→ WHAT THE EXERCISE ASKS: The answer should consist solely of the lines from the first one below through the line containing "#[derive(Debug, Clone, Default)]", copied exactly.

[Dataset items]
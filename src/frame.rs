//! Per-session context owning the obstacle registry and visibility scratch
//!
//! Hosts create one `FrameCore`, fill it at level start, and call into it once
//! per frame. Borrow rules keep registry writes and reads from overlapping.

use glam::Vec2;

use crate::camera::{GroundProjection, PlayerPose};
use crate::ground::{GroundTarget, MapTexture, SamplingPolicy, rasterize};
use crate::settings::{GroundSettings, MotionState};
use crate::world::{
    BatchReport, Obstacle, ObstacleStore, ViewQuery, VisibilityProcessor, VisibleSet,
    first_collision, write_records,
};

/// Obstacle registry, visibility scratch and ground settings
#[derive(Debug, Clone, Default)]
pub struct FrameCore {
    obstacles: ObstacleStore,
    visibility: VisibilityProcessor,
    pub settings: GroundSettings,
}

impl FrameCore {
    pub fn new(settings: GroundSettings) -> Self {
        Self {
            settings,
            ..Default::default()
        }
    }

    /// Core with explicit registry and scratch capacities
    pub fn with_capacities(max_obstacles: usize, max_visible: usize) -> Self {
        Self {
            obstacles: ObstacleStore::with_capacity(max_obstacles),
            visibility: VisibilityProcessor::with_capacity(max_visible),
            settings: GroundSettings::default(),
        }
    }

    // === Obstacle registry ===

    pub fn reset_obstacles(&mut self) {
        self.obstacles.reset();
        log::debug!("Obstacle registry reset");
    }

    /// Append flat `(x, y, radius, height, id, type)` records
    pub fn append_obstacle_batch(&mut self, data: &[f32], count: usize) -> BatchReport {
        let report = self.obstacles.append_batch(data, count);
        log::debug!(
            "Appended {}/{} obstacles ({} total)",
            report.accepted,
            report.requested,
            self.obstacles.len()
        );
        report
    }

    pub fn push_obstacle(&mut self, obstacle: Obstacle) -> bool {
        self.obstacles.push(obstacle)
    }

    #[inline]
    pub fn obstacle_count(&self) -> usize {
        self.obstacles.len()
    }

    #[inline]
    pub fn obstacles(&self) -> &ObstacleStore {
        &self.obstacles
    }

    // === Ground ===

    /// Render with the policy implied by the current settings
    pub fn render_ground(
        &self,
        target: &mut GroundTarget<'_>,
        map: &MapTexture<'_>,
        projection: &GroundProjection,
        motion: MotionState,
    ) {
        let policy = SamplingPolicy::from_settings(&self.settings, motion);
        rasterize(target, map, projection, &policy);
    }

    // === Visibility ===

    /// Visible obstacle copies for this view, far to near
    pub fn process_visible(&mut self, query: &ViewQuery) -> VisibleSet<'_> {
        self.visibility.process(&self.obstacles, query)
    }

    /// Run the visibility pass and write flat records into `out`
    ///
    /// Returns the number of records written; an empty `out` writes nothing
    /// and leaves an empty, untruncated last pass.
    pub fn process_visible_into(&mut self, query: &ViewQuery, out: &mut [f32]) -> usize {
        if out.is_empty() {
            log::warn!("Visible output buffer missing");
            self.visibility.clear();
            return 0;
        }
        let set = self.visibility.process(&self.obstacles, query);
        write_records(set.records, out)
    }

    /// Whether the last visibility pass hit the scratch capacity
    pub fn last_visibility_truncated(&self) -> bool {
        self.visibility.last().truncated
    }

    // === Collision ===

    pub fn check_collision(&self, player: &PlayerPose, proposed: Vec2, map_size: Vec2) -> bool {
        self.first_collision(player, proposed, map_size).is_some()
    }

    pub fn first_collision(
        &self,
        player: &PlayerPose,
        proposed: Vec2,
        map_size: Vec2,
    ) -> Option<&Obstacle> {
        first_collision(&self.obstacles, player, proposed, map_size)
    }
}

#[cfg(test)]
mod tests {
    use super::*;
    use crate::camera::CameraPose;
    use crate::settings::QualityPreset;
    use std::f32::consts::FRAC_PI_2;

    fn level() -> Vec<f32> {
        vec![
            // x, y, radius, height, id, type
            520.0, 500.0, 2.0, 6.0, 1.0, 0.0, //
            540.0, 500.0, 2.0, 6.0, 2.0, 1.0, //
            460.0, 500.0, 2.0, 6.0, 3.0, 0.0, //
        ]
    }

    fn view() -> ViewQuery {
        ViewQuery {
            camera: CameraPose {
                pos: Vec2::splat(500.0),
                angle: 0.0,
                fov: FRAC_PI_2,
                render_distance: 100.0,
                ..Default::default()
            },
            player: PlayerPose {
                pos: Vec2::new(530.0, 500.0),
                height: 1.0,
                radius: 2.0,
            },
            map_size: Vec2::splat(1000.0),
        }
    }

    #[test]
    fn test_frame_flow() {
        let mut core = FrameCore::new(GroundSettings::default());
        let report = core.append_obstacle_batch(&level(), 3);
        assert_eq!(report.accepted, 3);
        assert_eq!(core.obstacle_count(), 3);

        let mut out = vec![0.0f32; 6 * 8];
        let n = core.process_visible_into(&view(), &mut out);
        assert_eq!(n, 2);
        // Farthest first; the obstacle behind the camera is culled
        assert_eq!(out[0], 2.0);
        assert_eq!(out[4], 0.0);
        assert_eq!(out[6], 1.0);
        assert_eq!(out[10], 1.0);
        assert!(!core.last_visibility_truncated());

        let player = view().player;
        assert!(core.check_collision(&player, Vec2::new(521.0, 500.0), view().map_size));
        assert!(!core.check_collision(&player, Vec2::new(530.0, 500.0), view().map_size));

        core.reset_obstacles();
        assert_eq!(core.process_visible_into(&view(), &mut out), 0);
        assert!(!core.check_collision(&player, Vec2::new(521.0, 500.0), view().map_size));
    }

    #[test]
    fn test_missing_output_buffer_is_noop() {
        let mut core = FrameCore::default();
        core.append_obstacle_batch(&level(), 3);
        assert_eq!(core.process_visible_into(&view(), &mut []), 0);
    }

    #[test]
    fn test_missing_output_buffer_clears_truncation() {
        let mut core = FrameCore::with_capacities(16, 1);
        core.append_obstacle_batch(&level(), 3);
        let mut out = vec![0.0f32; 6 * 4];
        assert_eq!(core.process_visible_into(&view(), &mut out), 1);
        assert!(core.last_visibility_truncated());

        assert_eq!(core.process_visible_into(&view(), &mut []), 0);
        assert!(!core.last_visibility_truncated());
    }

    #[test]
    fn test_registry_capacity_reported() {
        let mut core = FrameCore::with_capacities(2, 16);
        let report = core.append_obstacle_batch(&level(), 3);
        assert_eq!(report.requested, 3);
        assert_eq!(report.accepted, 2);
        assert!(report.truncated());
        assert!(!core.push_obstacle(Obstacle::new(9, Vec2::ZERO, 1.0, 1.0, 0)));
    }

    #[test]
    fn test_render_ground_follows_settings() {
        let map: Vec<u8> = (0..64u8).flat_map(|i| [i, 255 - i, i / 2, 0]).collect();
        let texture = MapTexture::new(&map, 8, 8).unwrap();
        let projection = GroundProjection::new(1.0, 2.0, 0.8, 0.6, 90.0, 0.8);
        let (w, h) = (24, 16);

        let mut core = FrameCore::new(GroundSettings::from_preset(QualityPreset::High));
        let mut via_core = vec![0u8; w * h * 4];
        let mut target = GroundTarget::new(&mut via_core, w, h).unwrap();
        core.render_ground(&mut target, &texture, &projection, MotionState::default());

        let mut direct = vec![0u8; w * h * 4];
        crate::ground::render_quality(&mut direct, &map, w, h, 8, 8, &projection).unwrap();
        assert_eq!(via_core, direct);

        core.settings.apply_preset(QualityPreset::Low);
        let mut target = GroundTarget::new(&mut via_core, w, h).unwrap();
        core.render_ground(&mut target, &texture, &projection, MotionState::default());
        // Still camera with layered strides: row 1 is off its stride and repeats row 0
        assert_eq!(via_core[..w * 4], via_core[w * 4..w * 8]);
    }
}
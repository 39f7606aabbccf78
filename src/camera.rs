//! Camera and player poses, and the derived ground projection
//!
//! The host integrates camera movement; this module only turns a pose into
//! the values the rasterizer and visibility pass consume.

use glam::Vec2;
use serde::{Deserialize, Serialize};

/// Camera state supplied by the host each frame
#[derive(Debug, Clone, Copy, PartialEq, Serialize, Deserialize)]
pub struct CameraPose {
    /// World position (map units)
    pub pos: Vec2,
    /// Height above the ground plane
    pub height: f32,
    /// Heading (radians, 0 = +x)
    pub angle: f32,
    /// Full horizontal field of view (radians)
    pub fov: f32,
    /// Screen height times focal length; scales row depth
    pub focal_factor: f32,
    /// Visibility cutoff distance (map units)
    pub render_distance: f32,
}

impl Default for CameraPose {
    fn default() -> Self {
        Self {
            pos: Vec2::ZERO,
            height: 0.0,
            angle: 0.0,
            fov: std::f32::consts::FRAC_PI_2,
            focal_factor: 1.0,
            render_distance: 1.0,
        }
    }
}

impl CameraPose {
    /// Unit forward vector
    #[inline]
    pub fn forward(&self) -> Vec2 {
        Vec2::new(self.angle.cos(), self.angle.sin())
    }

    /// Ground projection for this pose
    pub fn projection(&self) -> GroundProjection {
        GroundProjection::new(
            self.pos.x,
            self.pos.y,
            self.angle.cos(),
            self.angle.sin(),
            self.focal_factor,
            (self.fov / 2.0).tan(),
        )
    }
}

/// Player state used by occlusion tagging and collision
#[derive(Debug, Clone, Copy, Default, PartialEq, Serialize, Deserialize)]
pub struct PlayerPose {
    pub pos: Vec2,
    /// Height above ground; obstacles at or below it are flown over
    pub height: f32,
    pub radius: f32,
}

/// Precomputed camera terms for the ground rasterizer
///
/// Hosts that already carry `cos`/`sin` of the heading (the flat surface)
/// build this directly.
#[derive(Debug, Clone, Copy, PartialEq)]
pub struct GroundProjection {
    pub origin: Vec2,
    pub cos_a: f32,
    pub sin_a: f32,
    pub focal_factor: f32,
    pub tan_half_fov: f32,
}

/// World-space endpoints of one scanline
#[derive(Debug, Clone, Copy, PartialEq)]
pub struct Scanline {
    pub left: Vec2,
    pub right: Vec2,
}

impl GroundProjection {
    pub fn new(
        cam_x: f32,
        cam_y: f32,
        cos_a: f32,
        sin_a: f32,
        focal_factor: f32,
        tan_half_fov: f32,
    ) -> Self {
        Self {
            origin: Vec2::new(cam_x, cam_y),
            cos_a,
            sin_a,
            focal_factor,
            tan_half_fov,
        }
    }

    /// Endpoints of screen row `y`
    ///
    /// Depth falls off as `focal_factor / (y + 1)`, which produces the fan.
    #[inline]
    pub fn scanline(&self, y: usize) -> Scanline {
        let i = y as f32 + 1.0;
        let dist = self.focal_factor / i;
        let lat = dist * self.tan_half_fov;

        let dist_cos = dist * self.cos_a;
        let dist_sin = dist * self.sin_a;
        let lat_sin = lat * self.sin_a;
        let lat_cos = lat * self.cos_a;

        Scanline {
            left: Vec2::new(
                self.origin.x + dist_cos - lat_sin,
                self.origin.y + dist_sin + lat_cos,
            ),
            right: Vec2::new(
                self.origin.x + dist_cos + lat_sin,
                self.origin.y + dist_sin - lat_cos,
            ),
        }
    }
}

impl From<&CameraPose> for GroundProjection {
    fn from(pose: &CameraPose) -> Self {
        pose.projection()
    }
}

→ YOUR SOLUTION:
filename src/frame.rs
//! Per-session context owning the obstacle registry and visibility scratch
//!
//! Hosts create one `FrameCore`, fill it at level start, and call into it once
//! per frame. Borrow rules keep registry writes and reads from overlapping.

use glam::Vec2;

use crate::camera::{GroundProjection, PlayerPose};
use crate::ground::{GroundTarget, MapTexture, SamplingPolicy, rasterize};
use crate::settings::{GroundSettings, MotionState};
use crate::world::{
    BatchReport, Obstacle, ObstacleStore, ViewQuery, VisibilityProcessor, VisibleSet,
    first_collision, write_records,
};

/// Obstacle registry, visibility scratch and ground settings
#[derive(Debug, Clone, Default)]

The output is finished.